All this should be seamless. One should not have to open a separate
interface to view/edit translations. The user account must accommodate
options for both content display and translation activity. As in, I
may wish to see the site primarily in English, but if the original
content is in French, I would like this displayed too if the
translation is rated below X, as I can read some French and maybe help
improve the translation. Side by side display in a format similar to
current ET translation columns is probably good.

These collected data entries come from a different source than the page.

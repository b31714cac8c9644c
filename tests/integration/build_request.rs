//! Integration tests for build requests against an on-disk package repository.

use anyhow::Result;
use dtk_build::build::{BuildRequest, ModulePrefix};
use dtk_build::core::{DtkError, ErrorClass, user_friendly_error};
use dtk_build::repository::BuildStatus;
use dtk_build::test_utils::{PackagesFixture, TOOLKIT_REQUEST_JSON, init_test_logging};

#[test]
fn test_toolkit_request_profile() -> Result<()> {
    init_test_logging(None);
    let fixture = PackagesFixture::new()?;
    let dojo = fixture.install("dojo", "1.9")?;

    let request = BuildRequest::from_json(TOOLKIT_REQUEST_JSON)?;
    let profile = request.profile_text(&fixture.repository())?;

    let expected_prefix = serde_json::to_string(&ModulePrefix::new("dojo", std::path::absolute(&dojo)?.join("dojo")))?;
    assert!(profile.starts_with("dependencies = {"));
    assert!(profile.ends_with("};"));
    assert!(profile.contains(r#"{"dependencies":["dojo.parser"],"name":"dojo.js"}"#));
    assert!(profile.contains(r#""layerOptimize":"closure""#));
    assert!(profile.contains(r#""cssOptimize":"comments""#));
    assert!(profile.contains(&format!(r#""prefixes":[{expected_prefix}]"#)), "{profile}");
    Ok(())
}

#[test]
fn test_multi_package_request() -> Result<()> {
    let fixture = PackagesFixture::new()?;
    fixture.install("dojo", "1.9")?;
    fixture.install("dijit", "1.9")?;
    fixture.install("app", "3.1")?;

    let request = BuildRequest::from_json(
        r#"{
            "packages": [
                {"name": "dojo", "version": "1.9"},
                {"name": "dijit", "version": "1.9"},
                {"name": "app", "version": "3.1"}
            ],
            "optimise": "shrinksafe",
            "layers": [
                {"name": "dojo.js", "modules": [
                    {"name": "dojo/parser", "package": "dojo"},
                    {"name": "dijit/form/Button", "package": "dijit"}
                ]},
                {"name": "app.js", "modules": [
                    {"name": "app/main", "package": "app"},
                    {"name": "dijit/Dialog", "package": "dijit"},
                    {"name": "dojox/grid/DataGrid", "package": "dojo"}
                ]}
            ]
        }"#,
    )?;

    let prefixes = request.module_prefixes(&fixture.repository())?;
    let names: Vec<&str> = prefixes.iter().map(ModulePrefix::prefix).collect();
    assert_eq!(names, vec!["dojo", "dijit", "app", "dojox"]);
    assert!(prefixes[3].location().ends_with("dojo/1.9/dojox"));
    assert!(prefixes.iter().all(|p| p.location().is_absolute()));
    Ok(())
}

#[test]
fn test_missing_installation_is_internal() -> Result<()> {
    let fixture = PackagesFixture::new()?;
    fixture.install("dojo", "1.6")?;

    let request = BuildRequest::from_json(TOOLKIT_REQUEST_JSON)?;
    let err = request.profile_text(&fixture.repository()).unwrap_err();
    assert!(matches!(&err, DtkError::PackageNotFound { version, .. } if version == "1.9"));
    assert_eq!(err.class(), ErrorClass::Internal);
    Ok(())
}

#[test]
fn test_undeclared_package_is_client_error() -> Result<()> {
    let fixture = PackagesFixture::new()?;
    fixture.install("dojo", "1.9")?;

    let request = BuildRequest::from_json(
        r#"{"packages": [{"name": "dojo", "version": "1.9"}],
            "layers": [{"name": "app.js", "modules": [{"name": "app/main", "package": "app"}]}]}"#,
    )?;
    let err = request.profile_text(&fixture.repository()).unwrap_err();
    assert_eq!(err.class(), ErrorClass::Client);

    let context = user_friendly_error(anyhow::Error::from(err));
    assert!(context.suggestion.as_deref().is_some_and(|s| s.contains("'app'")));
    Ok(())
}

#[test]
fn test_result_paths_under_cache() -> Result<()> {
    let fixture = PackagesFixture::new()?;
    let cache = fixture.cache();
    let request = BuildRequest::from_json(TOOLKIT_REQUEST_JSON)?;

    let dir = cache.cache_root().join(request.reference().as_str());
    assert_eq!(request.result_dir(&cache), dir);
    assert_eq!(request.result_archive_path(&cache), dir.join("dojo.zip"));
    assert_eq!(request.layer_output_paths(&cache), vec![dir.join("dojo").join("dojo").join("dojo.js")]);
    // Deriving paths creates nothing.
    assert!(!dir.exists());
    Ok(())
}

#[test]
fn test_toolkit_location() -> Result<()> {
    let fixture = PackagesFixture::new()?;
    let dojo = fixture.install("dojo", "1.9")?;

    let request = BuildRequest::from_json(TOOLKIT_REQUEST_JSON)?;
    assert_eq!(request.toolkit_version(), Some("1.9"));
    assert_eq!(request.toolkit_location(&fixture.repository())?, Some(std::path::absolute(dojo)?));
    Ok(())
}

#[test]
fn test_malformed_requests_rejected() {
    for json in ["", "[]", r#"{"packages": {}, "layers": []}"#, r#"{"packages": [], "layers": [{"name": "x"}]}"#] {
        let err = BuildRequest::from_json(json).unwrap_err();
        assert!(err.is_client_error(), "{json}: {err}");
    }
}

#[test]
fn test_unsafe_layer_names_rejected() {
    for name in ["/etc/cron.d/evil", "../../../../tmp/x.js", "dojo/../../x.js"] {
        let json = format!(
            r#"{{"packages": [{{"name": "dojo", "version": "1.9"}}],
                "layers": [{{"name": {name:?}, "modules": [{{"name": "dojo.parser", "package": "dojo"}}]}}]}}"#
        );
        let err = BuildRequest::from_json(&json).unwrap_err();
        assert!(matches!(err, DtkError::InvalidRequest { .. }), "{name}: {err}");
        assert_eq!(err.class(), ErrorClass::Client);
    }
}

#[test]
fn test_module_without_namespace_rejected() {
    for name in [".parser", "/abs"] {
        let json = format!(
            r#"{{"packages": [{{"name": "dojo", "version": "1.9"}}],
                "layers": [{{"name": "dojo.js", "modules": [{{"name": {name:?}, "package": "dojo"}}]}}]}}"#
        );
        let err = BuildRequest::from_json(&json).unwrap_err();
        assert!(err.to_string().contains("namespace prefix"), "{name}: {err}");
    }
}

Even users without knowledge of a language can help with translations,
as machine translated output is generally quite comprehensible, but
clearly broken in some way. It usually involves switching the word
order here and there, adjust some verb tenses , correct personal
pronouns, and change awkward phrasing where the meaning still seems
clear. Thus, there should be a way for the translation rating to
indicate that a piece of text has been edited for grammar and
readability, but without knowledge of the original language. Maybe
with a dual translate score, in correctness and in readability?
Some careful though would have to be put into the operation of the
rating system to have properly scored translations. A user may for
example make some minor improvements to a text, leaving it better off
than before, but still not perfect. In this case we would not like the
user's translation score be brought down from low ratings. Thus, any
improvement in the score after an edit should be seen as positive.
A mock-up example
I chose an Italian article. I speak no Italian. Thus, the only
improvements I can make to the text are ones of readability of the
English output. This is what someone on the "English only" version of
the site would see. (or on some version that does not include Italian
as a language)
(Mouse-over ratings to see what they mean...)

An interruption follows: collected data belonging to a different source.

//! Build request parameters as submitted by a client.
//!
//! The wire shape is the JSON object the build service accepts:
//!
//! ```json
//! {
//!   "packages": [{"name": "dojo", "version": "1.9"}],
//!   "cdn": "none",
//!   "optimise": "closure",
//!   "cssOptimise": "comments",
//!   "platforms": "",
//!   "themes": "",
//!   "layers": [
//!     {"name": "dojo.js", "modules": [{"name": "dojo.parser", "package": "dojo"}]}
//!   ]
//! }
//! ```
//!
//! `packages` and `layers` are required. Scalar options default to the empty
//! string. Layer names become file names in the build cache, so each must be
//! a single path segment, and every module name must start with a namespace.
//! Field order inside each struct is fixed by declaration order and is part
//! of the build reference, so do not reorder fields.

use serde::{Deserialize, Serialize};

use super::module_prefix;
use crate::core::{DtkError, Result};
use crate::utils::validate_path_segment;

/// A package declared by the request, pinned to a version.
#[derive(Debug, Clone, PartialEq, Eq, Hash, Serialize, Deserialize)]
pub struct PackageRef {
    pub name: String,
    pub version: String,
}

impl PackageRef {
    pub fn new(name: impl Into<String>, version: impl Into<String>) -> Self {
        Self {
            name: name.into(),
            version: version.into(),
        }
    }
}

/// A module listed in a layer, with the package that owns it.
#[derive(Debug, Clone, PartialEq, Eq, Hash, Serialize, Deserialize)]
pub struct LayerModule {
    pub name: String,
    pub package: String,
}

impl LayerModule {
    pub fn new(name: impl Into<String>, package: impl Into<String>) -> Self {
        Self {
            name: name.into(),
            package: package.into(),
        }
    }
}

/// One bundled output file and the modules it contains, in order.
#[derive(Debug, Clone, PartialEq, Eq, Hash, Serialize, Deserialize)]
pub struct Layer {
    pub name: String,
    pub modules: Vec<LayerModule>,
}

impl Layer {
    pub fn new(name: impl Into<String>, modules: Vec<LayerModule>) -> Self {
        Self {
            name: name.into(),
            modules,
        }
    }

    /// Module names in layer order.
    pub fn module_names(&self) -> impl Iterator<Item = &str> {
        self.modules.iter().map(|module| module.name.as_str())
    }
}

/// Everything a client supplies for one build.
#[derive(Debug, Clone, Default, PartialEq, Eq, Serialize, Deserialize)]
#[serde(rename_all = "camelCase")]
pub struct BuildParameters {
    /// Declared packages. When a name repeats, the first entry is used for
    /// lookups but every entry still contributes to the build reference.
    pub packages: Vec<PackageRef>,

    /// CDN mode for the built loader.
    #[serde(default)]
    pub cdn: String,

    /// JavaScript optimiser.
    #[serde(default)]
    pub optimise: String,

    /// CSS optimiser.
    #[serde(default)]
    pub css_optimise: String,

    /// Target platforms.
    #[serde(default)]
    pub platforms: String,

    /// Themes to include.
    #[serde(default)]
    pub themes: String,

    pub layers: Vec<Layer>,
}

impl BuildParameters {
    /// Parse the service's JSON request shape and [`validate`](Self::validate) it.
    ///
    /// # Errors
    ///
    /// Returns [`DtkError::InvalidRequest`] for malformed JSON, missing
    /// `packages`/`layers`, values of the wrong type, or content rejected by
    /// validation.
    ///
    /// # Examples
    ///
    /// ```rust
    /// use dtk_build::build::BuildParameters;
    ///
    /// let params = BuildParameters::from_json(
    ///     r#"{"packages":[{"name":"dojo","version":"1.9"}],"layers":[]}"#,
    /// ).unwrap();
    /// assert_eq!(params.packages[0].version, "1.9");
    /// assert_eq!(params.cdn, "");
    /// ```
    pub fn from_json(json: &str) -> Result<Self> {
        let params: Self = serde_json::from_str(json).map_err(|err| DtkError::InvalidRequest {
            reason: err.to_string(),
        })?;
        params.validate()?;
        Ok(params)
    }

    /// Check the parts of the request that become paths.
    ///
    /// # Errors
    ///
    /// Returns [`DtkError::InvalidRequest`] if a layer name is not a single
    /// path segment or a module name has an empty namespace prefix.
    pub fn validate(&self) -> Result<()> {
        for layer in &self.layers {
            validate_path_segment("layer name", &layer.name).map_err(|err| DtkError::InvalidRequest {
                reason: err.to_string(),
            })?;
            for module in &layer.modules {
                if module_prefix(&module.name).is_empty() {
                    return Err(DtkError::InvalidRequest {
                        reason: format!("module '{}' in layer '{}' has no namespace prefix", module.name, layer.name),
                    });
                }
            }
        }
        Ok(())
    }

    /// The first declaration of `name`, if any.
    #[must_use]
    pub fn package(&self, name: &str) -> Option<&PackageRef> {
        self.packages.iter().find(|package| package.name == name)
    }
}
//! Collaborators the build engine is wired to.
//!
//! The engine never reaches for global state. Package locations come from a
//! [`PackageRepository`] and the build result cache root from a
//! [`BuildStatus`], both passed in explicitly. This module defines the two
//! traits and ships filesystem-backed defaults configured from
//! [`ServiceConfig`].
//!
//! # Layout
//!
//! ```text
//! <packages_dir>/
//! ├── dojo/
//! │   ├── 1.6/
//! │   └── 1.9/
//! └── dijit/
//!     └── 1.9/
//!
//! <cache_dir>/
//! └── <build reference>/
//!     ├── dojo.zip
//!     └── dojo/dojo/<layer name>
//! ```

use anyhow::{Context, Result, bail};
use std::path::{Path, PathBuf};

use crate::config::ServiceConfig;
use crate::utils::validate_path_segment;

/// Maps a package name and version to its installed location.
pub trait PackageRepository {
    /// Filesystem location of `name` at `version`.
    ///
    /// # Errors
    ///
    /// Fails when the package version is not installed.
    fn package_location(&self, name: &str, version: &str) -> Result<PathBuf>;
}

/// Provides the root directory of the build result cache.
pub trait BuildStatus {
    fn cache_root(&self) -> PathBuf;
}

/// A package repository laid out as `<root>/<name>/<version>`.
#[derive(Debug, Clone)]
pub struct FsPackageRepository {
    root: PathBuf,
}

impl FsPackageRepository {
    pub fn new(root: impl Into<PathBuf>) -> Self {
        Self {
            root: root.into(),
        }
    }

    /// Repository rooted at the configured `packages_dir`.
    ///
    /// # Errors
    ///
    /// Fails if `packages_dir` cannot be expanded.
    pub fn from_config(config: &ServiceConfig) -> Result<Self> {
        Ok(Self::new(config.packages_dir()?))
    }

    #[must_use]
    pub fn root(&self) -> &Path {
        &self.root
    }
}

impl PackageRepository for FsPackageRepository {
    fn package_location(&self, name: &str, version: &str) -> Result<PathBuf> {
        validate_path_segment("package name", name)?;
        validate_path_segment("package version", version)?;

        let location = self.root.join(name).join(version);
        if !location.is_dir() {
            bail!("{} is not an installed package directory", location.display());
        }

        let location = std::path::absolute(&location)
            .with_context(|| format!("Failed to make {} absolute", location.display()))?;
        tracing::trace!("Package {name}@{version} at {}", location.display());
        Ok(location)
    }
}

/// A build result cache at a fixed directory.
#[derive(Debug, Clone)]
pub struct CacheDirectory {
    root: PathBuf,
}

impl CacheDirectory {
    pub fn new(root: impl Into<PathBuf>) -> Self {
        Self {
            root: root.into(),
        }
    }

    /// Cache rooted at the configured `cache_dir`.
    ///
    /// # Errors
    ///
    /// Fails if `cache_dir` cannot be expanded.
    pub fn from_config(config: &ServiceConfig) -> Result<Self> {
        Ok(Self::new(config.cache_dir()?))
    }
}

impl BuildStatus for CacheDirectory {
    fn cache_root(&self) -> PathBuf {
        self.root.clone()
    }
}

> Italian (original)-->English, rated: (0/0 ; 2.0/0)
ANSA.it - Afghanistan, 2,500 Italians between Kabul and Herat
ROME - There are bout 2500 Italian soldiers in Afghanistan. The two main contingents as are equally divided between the capital Kabul and Herat, in the western part of the country. Both incorporated in the NATO mission ISAF. For Eupol, the European Union mission to rebuild the local civil police, Italy participate with a dozen Carabinieri, while a core group of border police is responsible for the training of the customs police. But the Italian contingent in Afghanistan is scheduled for changes: in August, in fact, there could be a drastic reduction of troops deployed in Kabul and a corresponding increase of those in Herat, where there is now already a brigade type structure. All this in view of greater responsibility for the Afghan forces in the capital.
/Commentreadability of translation
Request Improved Translation
Edit translationTo comment/rate a particular sentence or section, highlight it and press the relevant rate button.

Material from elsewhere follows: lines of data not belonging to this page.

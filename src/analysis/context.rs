//! Script elements as seen by the analyzer.

use indexmap::IndexMap;

/// One script element of a page.
///
/// Holds what the analyzer needs to fetch the script's text (through a
/// [`PageFlavor`](super::PageFlavor)) and to resolve relative identifiers
/// against the script's own location. Attribute names are stored lowercased.
#[derive(Debug, Clone, Default, PartialEq, Eq)]
pub struct ScriptContext {
    position: usize,
    src: Option<String>,
    inline_text: Option<String>,
    attributes: IndexMap<String, String>,
}

impl ScriptContext {
    /// An inline `<script>` with the given body.
    pub fn inline(text: impl Into<String>) -> Self {
        Self {
            inline_text: Some(text.into()),
            ..Self::default()
        }
    }

    /// An external `<script src="...">`.
    pub fn external(src: impl Into<String>) -> Self {
        let src = src.into();
        let mut attributes = IndexMap::new();
        attributes.insert("src".to_string(), src.clone());
        Self {
            src: Some(src),
            attributes,
            ..Self::default()
        }
    }

    /// Add an attribute. Setting `src` also sets the external source.
    #[must_use]
    pub fn with_attribute(mut self, name: impl AsRef<str>, value: impl Into<String>) -> Self {
        let name = name.as_ref().to_ascii_lowercase();
        let value = value.into();
        if name == "src" {
            self.src = Some(value.clone());
        }
        self.attributes.insert(name, value);
        self
    }

    /// Set the document position.
    #[must_use]
    pub const fn at(mut self, position: usize) -> Self {
        self.position = position;
        self
    }

    /// Zero-based position among the page's script elements.
    #[must_use]
    pub const fn position(&self) -> usize {
        self.position
    }

    /// The `src` attribute, if the script is external.
    #[must_use]
    pub fn src(&self) -> Option<&str> {
        self.src.as_deref()
    }

    /// The inline body, if any.
    #[must_use]
    pub fn inline_text(&self) -> Option<&str> {
        self.inline_text.as_deref()
    }

    /// Look up an attribute case-insensitively.
    #[must_use]
    pub fn attribute(&self, name: &str) -> Option<&str> {
        self.attributes.get(&name.to_ascii_lowercase()).map(String::as_str)
    }

    /// All attributes in document order.
    pub fn attributes(&self) -> impl Iterator<Item = (&str, &str)> {
        self.attributes.iter().map(|(k, v)| (k.as_str(), v.as_str()))
    }

    /// Module-style location of the script, used as the base for relative
    /// identifiers.
    ///
    /// Derived from `src`: scheme and host are dropped, as are any query or
    /// fragment and a trailing `.js`. Inline scripts have no location.
    #[must_use]
    pub fn location(&self) -> Option<String> {
        let src = self.src.as_deref()?;
        let path = match src.find("://") {
            Some(idx) => {
                let rest = &src[idx + 3..];
                rest.find('/').map_or("", |slash| &rest[slash..])
            }
            None if src.starts_with("//") => {
                let rest = &src[2..];
                rest.find('/').map_or("", |slash| &rest[slash..])
            }
            None => src,
        };
        let path = path.split(['?', '#']).next().unwrap_or_default();
        let path = path.strip_suffix(".js").unwrap_or(path);
        let path = path.trim_start_matches("./").trim_start_matches('/');
        Some(path.to_string())
    }
}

The translation only text comes with a drop down menu to rate the
readability of the translation. The user cannot judge the correctness
of the translation as the original text is not shown. The "Comment" button here is for commenting on the translation, rather than submit a comment on the content. The "Request
Improved Translation" button would mark this comment/diary in a way
that is viewable to those interested in helping out. It would also send the user an
email when the translation improves, or provide the content by the
user's personalized RSS feed.
Now, clicking the arrow next to the translation block heading should replace this content with something like the following. The same content would be displayed by default to users with English/Italian language pairs in their preferences.
|∨ Italian (original)-->English, rated: (0/0 ; 2.0/0)|
∨ Translation mark-up guide √ Show markup
- someone (0/0;3/0) -- Did some changes to improve readability of the English
- other translators...
eventual notes on mouseover
red: to be changed
orange: inferior quality
|Italian (Original) ∨||English (translation) ∨|
|ANSA.it - Afghanistan, 2.500 italiani tra Kabul e Herat|| ANSA.it - Afghanistan, 2,500 Italians between Kabul and Herat |
|ROMA - I militari italiani in Afghanistan sono circa 2.500. Due i contingenti principali in cui sono equamente divisi, nella capitale Kabul e a Herat, nell'ovest del Paese, entrambi inseriti nella missione Isaf della Nato. Ad Eupol, la missione dell'Unione europea per la ricostruzione della polizia civile locale, partecipano invece una decina di carabinieri, mentre un nucleo di finanzieri si occupa della formazione della polizia doganale. Ma per il contingente italiano in Afghanistan sono previste novità: da agosto, infatti, potrebbe esserci una drastica riduzione dei soldati schierati a Kabul e un corrispondente incremento di quelli ad Herat, dove già adesso esiste una struttura di tipo brigata. Tutto ciò anche in vista di una maggiore assunzione di responsabilità, nell'area della capitale, da parte delle forze afgane.||ROME - There are bout 2500 Italian soldiers in Afghanistan. The two main contingents as are equally divided between the capital Kabul and Herat, in the western part of the country. Both incorporated in the NATO mission ISAF. For Eupol, the European Union mission to rebuild the local civil police, Italy participate with a dozen Carabinieri, while a core group of border police is responsible for the training of the customs police. But the Italian contingent in Afghanistan is scheduled for changes: in August, in fact, there could be a drastic reduction of troops deployed in Kabul and a corresponding increase of those in Herat, where there is now already a brigade type structure. All this in view of greater responsibility for the Afghan forces in the capital.|
|Rate ∨/Commentcorrectness of translation|
Rate ∨/Commentreadability of translation
To comment/rate the translation of a particular sentence or section, highlight it and press the relevant rate button.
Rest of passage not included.